Еще полчаса — и его прочитают все, кому положено. Сверенный с картой комбатов и начальников частей колонны (маяки, авангард, заслоны, арьергард) приказ станет реальной силой. Как пружина вертит шестеренки часов, так и эта бумажка двинет вперед полторы с лишним тысячи вооруженного народа, повозки, груженные снарядами, патронами, толом. Наступит вечер, и снова затарахтят тачанки, зафыркают кони и потянется по равнине длинная, извивающаяся пока на карте, вот по этим лощинам и буеракам, змейка отважных партизан...

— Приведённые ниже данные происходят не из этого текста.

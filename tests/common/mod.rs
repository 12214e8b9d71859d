// Shared fixtures for reviewlens integration tests
#![allow(dead_code)]

use reviewlens::core::{ReviewRecord, Sentiment};
use reviewlens::data::{load_dataset, FieldMapping};
use std::path::PathBuf;

pub fn fixture_path(name: &str) -> PathBuf {
    PathBuf::from(env!("CARGO_MANIFEST_DIR"))
        .join("tests/data/fixtures")
        .join(name)
}

/// The bundled eleven-review dataset.
pub fn load_fixture() -> Vec<ReviewRecord> {
    load_dataset(&fixture_path("reviews.json"), &FieldMapping::dashboard())
        .expect("fixture dataset loads")
}

pub fn review(app: &str, platform: &str, rating: u8, sentiment: Sentiment) -> ReviewRecord {
    ReviewRecord::new(format!("{app}-{platform}-{rating}"), app, platform)
        .with_rating(rating)
        .with_sentiment(sentiment)
}

/// `count` records per `(final category, count)` pair, in the given order.
pub fn records_with_categories(groups: &[(&str, usize)]) -> Vec<ReviewRecord> {
    groups
        .iter()
        .flat_map(|(category, count)| {
            (0..*count).map(move |i| {
                ReviewRecord::new(format!("{category}-{i}"), "Rogers", "iOS")
                    .with_categories(*category, *category)
            })
        })
        .collect()
}

/// `total` records of `app` on `platform`, the first `negative` of them negative.
pub fn side(app: &str, platform: &str, negative: usize, total: usize) -> Vec<ReviewRecord> {
    (0..total)
        .map(|i| {
            let (sentiment, rating) = if i < negative {
                (Sentiment::Negative, 1)
            } else {
                (Sentiment::Positive, 5)
            };
            ReviewRecord::new(format!("{app}-{platform}-{i}"), app, platform)
                .with_sentiment(sentiment)
                .with_rating(rating)
        })
        .collect()
}

pub fn refs(records: &[ReviewRecord]) -> Vec<&ReviewRecord> {
    records.iter().collect()
}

Голова колонны вытягивалась на опушку леса, когда вдруг из-за копен ударил по ней скорострельный пулемет. Расстреляв несколько сот патронов, он замолк. В сумерках мы увидели бронемашину. Она бездорожно, по стерне мелькнула серой тенью между копен и скрылась. Как будто ее слизнула своим черным шершавым языком южная ночь.
Потерь от обстрела не было.
Колонна вытянулась из леса. Опять степь. Километрах в четырех — квадратик, обозначенный на карте буквой "ф". Это фольварк — небольшое панское имение. Здесь нас ожидали разведчики. Их сведения были мало утешительны. Находящееся впереди село Рожковцы час назад было занято немцами. Точного количества грузов и машин разведчики сообщить не могли. Они обнаружили немца, когда наступила ночь. Противник двигался без фар. Но не менее сотни моторов прошло за полчаса мимо лежавших в хлебах разведчиков. Задержавшись немного в селе, часть машин двинулась на север и на юг.
— Дело запохаживает на окружение, — смущенно бормотал Базыма. — А ну, Михаил Кузьмин, сбегай за командиром и комиссаром.
Противник занял центральное село и разбросал вправо и влево сильные заслоны. Имея в своих руках шоссейную дорогу, проходившую через Рожковцы, и выигрыш в быстроходном автомобильном транспорте, он в этот момент уже охватывал нас своими крыльями. Долго думать не приходилось — был один только наиболее легкий вариант. Колонна обойдет Рожковцы с севера. Тут мы можем встретить лишь отдельные машины на шоссе. Перерезать шоссейку, уйти дальше в степь — дело привычное. Но надо обеспечить себя от удара основных сил противника, расположенных в этом селе.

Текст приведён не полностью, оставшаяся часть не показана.